Our lift-up model is flexibly adjustable to the performance of the 2D joint location estimator according to the model parameters of weights and residual blocks. Specifically, increasing the number of weights and residual blocks followed with the 2D estimator’s quality improves the accuracy of 3D joint position estimation.

Another advantage is that our model size does not increase with increasing input image resolution. Enlargement of input images is the most direct approach for improving the accuracy of 2D/3D joint position estimation. However, this method leads to an increase in the parameters for the convolutional neural networks such as VNect [9], Mo²Cap² [14], and x R-EgoPose [15, 16]. Our model can restrain the increase in the model parameters with enlargement of the input images even though it is limited after 2D joint location estimation.

6.3 Separately training the 2D/3D module

Our lift-up model is trainable with ground truth 3D joint positions and unit vectors. This advantage enables the separate training of the 2D joint location estimator and our model.

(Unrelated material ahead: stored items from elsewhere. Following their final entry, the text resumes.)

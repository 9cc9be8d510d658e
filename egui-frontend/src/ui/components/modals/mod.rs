//! Modal dialogs floating above the statement: delete confirmation and
//! transaction editing. Both follow the same overlay pattern: foreground
//! area, dimmed backdrop, click-outside closes (guarded on the opening
//! frame so the click that opened the modal doesn't immediately close it).

pub mod delete_confirm;
pub mod edit_transaction;

use eframe::egui;

/// Dim the screen and report whether a click landed outside the modal rect.
/// `just_opened` suppresses detection for the frame the modal appeared on.
pub fn backdrop_clicked_outside(
    ctx: &egui::Context,
    ui: &egui::Ui,
    modal_size: egui::Vec2,
    just_opened: bool,
) -> bool {
    let screen_rect = ctx.screen_rect();
    ui.painter().rect_filled(
        screen_rect,
        egui::Rounding::ZERO,
        egui::Color32::from_rgba_unmultiplied(0, 0, 0, 128),
    );

    if just_opened {
        return false;
    }
    if !ctx.input(|i| i.pointer.any_click()) {
        return false;
    }
    match ctx.input(|i| i.pointer.latest_pos()) {
        Some(pos) => {
            let modal_rect = egui::Rect::from_center_size(screen_rect.center(), modal_size);
            !modal_rect.contains(pos)
        }
        None => false,
    }
}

x R-EgoPose is also separately trainable with the ground truth 3D mocap dataset and the 2D projection. However, the 2D joint location heatmaps are converted differently according to the omnidirectional camera properties and setups. The 2D-3D dependency requires data collection and model training for each camera property and setup.

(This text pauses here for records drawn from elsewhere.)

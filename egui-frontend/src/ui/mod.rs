pub mod app_coordinator;
pub mod app_implementation;
pub mod app_state;
pub mod components;
pub mod fonts;
pub mod mappers;
pub mod state;

pub use app_state::*;
pub use components::*;
pub use mappers::*;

Our pipeline approach separates the 2D-3D dependency of 3D human pose estimation in terms of both intrinsic parameters and the data collection pipeline in the field of omnidirectional cameras. Specifically, the 3D unit vectorization module confines the impact of camera optics by the module parameters according to the omnidirectional camera intrinsic. Therefore, our model is separately trainable with the ground truth 3D joint positions and the unit vectors that are easily generated from the existing publicly available 3D mocap datasets.

7 Conclusion

We proposed a 3D ego-pose estimation from a single mounted omnidirectional camera that captures the entire circumference by back-to-back dual fisheye cameras. The 360^∘ field of view captures the user’s body under a wide variety of motions and provides flexibility for the camera setup position.

We built a new large-scale synthetic training dataset and a real evaluation dataset using our unique omnidirectional camera setup. The dataset contains 151K synthetic and 5K real images with ground truth 2D/3D pose annotations and is publicly available.

We proposed a pipeline approach using a lift-up model to estimate the 3D joint positions from 2D joint locations. The model works with a 2D joint locations estimator and is customized to the mounted omnidirectional camera setup: 3D unit vectorization from 2D joint locations and training with vector- and distance-based loss function (VD loss). The reasonable customized model can be used in real time yet shows accuracy comparable to those of the previous methods on our dataset.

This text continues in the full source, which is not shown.